When I look at our parish life, and ask myself, “What am I going to do about this?”  I tend to panic.  But I definitely feel more at peace when I ask myself, “How is God at work in the midst of this?”  Massah and Meribah: the place where God shows up.  Panic comes when I trust in myself.  Peace comes when I trust in God.  Or, put another way, pounding on a rock with a stick by ourselves to get water is hopeless.  Trusting in God to provide our needs with our neighbors, and for our neighbors, and through our neighbors . . . that is what brings hope.

And speaking of trusting in God, let’s look at today’s Gospel reading.
The first step to understanding this story is to clear away our American Folk Religion understanding of it.  You remember the basic gist of the parable, right?  The one son says he will go into the vineyard and does not go.  And the other son says he will not go into the vineyard, and then he goes.  And I’m afraid our takeaway is, “Actions speak louder than words.”  Right?

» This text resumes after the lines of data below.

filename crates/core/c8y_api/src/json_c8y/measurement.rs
use super::ManagedObjectRef;
use serde::Deserialize;
use serde::Serialize;
use serde_json::json;
use serde_json::Map;
use serde_json::Value;
use time::OffsetDateTime;

/// A measurement: a set of `fragment.series` values taken at a given time
///
/// ```json
/// {
///     "source": { "id": "4242" },
///     "type": "c8y_TemperatureMeasurement",
///     "time": "2024-03-01T12:00:00Z",
///     "c8y_Temperature": { "T": { "value": 21.5, "unit": "C" } }
/// }
/// ```
#[derive(Debug, Clone, Default, PartialEq, Serialize, Deserialize)]
#[serde(rename_all = "camelCase")]
pub struct Measurement {
    #[serde(default, skip_serializing_if = "Option::is_none")]
    pub id: Option<String>,

    #[serde(rename = "self", default, skip_serializing_if = "Option::is_none")]
    pub self_link: Option<String>,

    #[serde(
        default,
        with = "time::serde::rfc3339::option",
        skip_serializing_if = "Option::is_none"
    )]
    pub time: Option<OffsetDateTime>,

    #[serde(rename = "type", default, skip_serializing_if = "Option::is_none")]
    pub measurement_type: Option<String>,

    #[serde(default, skip_serializing_if = "Option::is_none")]
    pub source: Option<ManagedObjectRef>,

    /// The measured values, grouped by fragment and series
    #[serde(flatten)]
    pub fragments: Map<String, Value>,
}

impl Measurement {
    pub fn new(
        source: impl Into<ManagedObjectRef>,
        measurement_type: impl Into<String>,
        time: OffsetDateTime,
    ) -> Self {
        Measurement {
            source: Some(source.into()),
            measurement_type: Some(measurement_type.into()),
            time: Some(time),
            ..Measurement::default()
        }
    }

    /// Add a value to the `fragment.series` of this measurement
    pub fn with_value(
        mut self,
        fragment: &str,
        series: &str,
        value: f64,
        unit: Option<&str>,
    ) -> Self {
        let value = match unit {
            Some(unit) => json!({ "value": value, "unit": unit }),
            None => json!({ "value": value }),
        };
        match self.fragments.get_mut(fragment).and_then(Value::as_object_mut) {
            Some(fragment) => {
                fragment.insert(series.to_string(), value);
            }
            None => {
                self.fragments
                    .insert(fragment.to_string(), json!({ series: value }));
            }
        }
        self
    }

    /// The value of a `fragment.series`, if any
    pub fn value(&self, fragment: &str, series: &str) -> Option<f64> {
        self.fragments
            .get(fragment)?
            .get(series)?
            .get("value")?
            .as_f64()
    }
}

c8y_collection!(MeasurementCollection<Measurement>, "measurements");

#[cfg(test)]
mod tests {
    use super::*;
    use pretty_assertions::assert_eq;
    use time::macros::datetime;

    #[test]
    fn values_are_grouped_by_fragment_and_series() {
        let measurement =
            Measurement::new("4242", "c8y_Electric", datetime!(2024-03-01 12:00 UTC))
                .with_value("c8y_Electric", "voltage", 230.0, Some("V"))
                .with_value("c8y_Electric", "current", 1.5, Some("A"));

        assert_eq!(
            serde_json::to_value(&measurement).unwrap(),
            json!({
                "time": "2024-03-01T12:00:00Z",
                "type": "c8y_Electric",
                "source": { "id": "4242" },
                "c8y_Electric": {
                    "voltage": { "value": 230.0, "unit": "V" },
                    "current": { "value": 1.5, "unit": "A" }
                }
            })
        );
        assert_eq!(measurement.value("c8y_Electric", "current"), Some(1.5));
        assert_eq!(measurement.value("c8y_Electric", "power"), None);
    }
}
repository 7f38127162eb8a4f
pub mod cli;
pub mod logging;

You see how that happens to us.  We take a story like this, and we filter it through all our clichés, pithy sayings, and Ben Franklin wisdom, and we just kind of mistranslate it.  But it’s not a story about actions and words.  It’s a story about trusting in Jesus.

So, if this parable doesn’t mean, “Actions speak louder than words,” then what does it mean?  Let’s go back to the set-up for the parable, before Jesus starts talking about sons and vineyards.  As the reading opens, the Chief Priests and elders are working on a way to trap Jesus.  They’re guessing he does not have a good answer to the source of his authority without blaspheming God in some way.  So they ask, “with which kind of authority are you doing these miracles and wonders?”  (They understand that there are many sources of authority, and they’re hoping he’ll pick one of the wrong ones.)

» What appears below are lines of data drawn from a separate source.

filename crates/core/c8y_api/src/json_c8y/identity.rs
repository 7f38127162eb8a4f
use serde::Deserialize;
use serde::Serialize;

/// An identifier of a managed object in an external system, e.g. a serial number
#[derive(Debug, Clone, Default, PartialEq, Eq, Serialize, Deserialize)]
#[serde(rename_all = "camelCase")]
pub struct ExternalId {
    pub external_id: String,

    #[serde(rename = "type")]
    pub id_type: String,

    #[serde(rename = "self", default, skip_serializing_if = "Option::is_none")]
    pub self_link: Option<String>,

    #[serde(default, skip_serializing_if = "Option::is_none")]
    pub managed_object: Option<ExternalIdTarget>,
}

impl ExternalId {
    pub fn new(id_type: impl Into<String>, external_id: impl Into<String>) -> Self {
        ExternalId {
            external_id: external_id.into(),
            id_type: id_type.into(),
            self_link: None,
            managed_object: None,
        }
    }

    /// The internal id of the managed object this external id points to
    pub fn internal_id(&self) -> Option<&str> {
        self.managed_object.as_ref().map(|mo| mo.id.as_str())
    }
}

#[derive(Debug, Clone, Default, PartialEq, Eq, Serialize, Deserialize)]
pub struct ExternalIdTarget {
    pub id: String,

    #[serde(rename = "self", default, skip_serializing_if = "Option::is_none")]
    pub self_link: Option<String>,
}

c8y_collection!(ExternalIdCollection<ExternalId>, "externalIds");
use super::Output;
use c8y_api::C8yClient;
use c8y_http::CancellationToken;

#[derive(clap::Subcommand, Debug)]
pub enum BootstrapCmd {
    /// List the service users of the tenants subscribed to the application
    Subscriptions,
}

impl BootstrapCmd {
    pub fn description(&self) -> String {
        match self {
            BootstrapCmd::Subscriptions => "list the application subscriptions".to_string(),
        }
    }

    pub async fn execute(self, c8y: &C8yClient, cancel: CancellationToken) -> anyhow::Result<Output> {
        match self {
            BootstrapCmd::Subscriptions => {
                let users = c8y
                    .current_application()
                    .cancel_on(cancel)
                    .subscriptions()
                    .await?;
                Output::json(&users)
            }
        }
    }
}

#[cfg(test)]
mod tests {
    use super::*;
    use c8y_http::C8yHttpClient;
    use c8y_http::Credentials;
    use serde_json::json;

    #[tokio::test]
    async fn cancelled_command_fails() {
        let mut server = mockito::Server::new_async().await;
        let mock = server
            .mock("GET", "/application/currentApplication/subscriptions")
            .expect(0)
            .create_async()
            .await;

        let c8y: C8yClient = C8yHttpClient::builder(&server.url())
            .bootstrap_credentials(Credentials::basic("servicebootstrap_app", "secret"))
            .build()
            .unwrap()
            .into();
        let cancel = CancellationToken::new();
        cancel.cancel();

        let error = BootstrapCmd::Subscriptions
            .execute(&c8y, cancel)
            .await
            .unwrap_err();

        mock.assert_async().await;
        let error = error.downcast::<c8y_http::RestError>().unwrap();
        assert!(error.is_cancelled());
    }

    #[tokio::test]
    async fn service_users_are_printed() {
        let mut server = mockito::Server::new_async().await;
        let _mock = server
            .mock("GET", "/application/currentApplication/subscriptions")
            .with_status(200)
            .with_body(r#"{"users": [{"tenant": "t777", "name": "service_app", "password": "p4ss"}]}"#)
            .create_async()
            .await;

        let c8y: C8yClient = C8yHttpClient::new(&server.url()).unwrap().into();
        let output = BootstrapCmd::Subscriptions
            .execute(&c8y, CancellationToken::new())
            .await
            .unwrap();

        assert_eq!(
            output,
            Output::Json(json!({
                "users": [{ "tenant": "t777", "name": "service_app", "password": "p4ss" }]
            }))
        );
    }
}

And, of course, Jesus taunts them with a question in return:  Was John’s Baptism from heaven or from earth?  They cannot answer this question without offending the people, or condemning themselves, so they pass.  Jesus says, then I’m going to pass too.  (Clever Jesus.)  But he doesn’t let it rest there; he goes on to tell the parable about the two sons. 

And before we even look at the two sons and the vineyard, we need to back up to last week, with the laborers in the vineyard.  (Autumn is Vineyard season, it seems.)  Remember that story?  Everyone gets the same pay, whether they worked one hour or ten hours.  And then they get paid in reverse, so that the first shall be last and the last shall be first.  Point being: the amount of time you spend working has nothing to do with God’s reward.  God’s reward for you is salvation in Jesus, same as for me, and it is not based on what we do between now and then.  It is based on the love of God and the resurrection of Jesus. 

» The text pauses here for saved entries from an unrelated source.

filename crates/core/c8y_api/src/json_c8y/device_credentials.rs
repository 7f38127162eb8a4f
use serde::Deserialize;
use serde::Serialize;

/// Ask for the credentials of a device, identified by its registration id
#[derive(Debug, Clone, PartialEq, Eq, Serialize, Deserialize)]
pub struct DeviceCredentialsRequest {
    pub id: String,
}

#[derive(Clone, Default, PartialEq, Eq, Serialize, Deserialize)]
#[serde(rename_all = "camelCase")]
pub struct DeviceCredentials {
    #[serde(default, skip_serializing_if = "Option::is_none")]
    pub id: Option<String>,

    #[serde(default, skip_serializing_if = "Option::is_none")]
    pub tenant_id: Option<String>,

    #[serde(default, skip_serializing_if = "Option::is_none")]
    pub username: Option<String>,

    #[serde(default, skip_serializing_if = "Option::is_none")]
    pub password: Option<String>,

    #[serde(rename = "self", default, skip_serializing_if = "Option::is_none")]
    pub self_link: Option<String>,
}

impl std::fmt::Debug for DeviceCredentials {
    fn fmt(&self, f: &mut std::fmt::Formatter<'_>) -> std::fmt::Result {
        f.debug_struct("DeviceCredentials")
            .field("id", &self.id)
            .field("tenant_id", &self.tenant_id)
            .field("username", &self.username)
            .finish_non_exhaustive()
    }
}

So, back to today’s parable.  The first son says he will NOT go into the vineyard.  He refuses to go.  The other son says he WILL go into the vineyard.  He claims he is going.  And the son who says he WON’T go ends up going, and the son who says he WILL go ends up not going.  Kids today.  Can’t make up their minds, right?  But this is not really a story about the sons of a vineyard owner.  Turns out, this is a story about prostitutes and tax collectors!  Who knew?

Well, it’s also a story about the people standing in front of Jesus:  The Chief Priests and the elders.  Because remember what Jesus says after the parable?  The first son, the one who said he would NOT go into the vineyard, is like the prostitutes and the tax collectors.  And the second son, the one who said he WOULD go but does not, he is like the Chief Priests and elders.  And now, if you’re paying attention at all, you’re saying, “Can’t we just go back to actions speak louder than words?”

Here’s what Jesus is saying to us:  The so-called “good people” will enter the kingdom last, and the so-called “bad people” will enter the kingdom first.  And that is scandalous to us, isn’t it?  And why is that?  Because the good people, the ones who have it all together, who go to church every week, who follow the rules, and rescue kittens from trees, these “good people” might just be relying on their good deeds to earn them a place in the kingdom. The biggest scandal of the Gospel is that the undeserving get rewarded; but that’s only a scandal if you think YOU are among the deserving. 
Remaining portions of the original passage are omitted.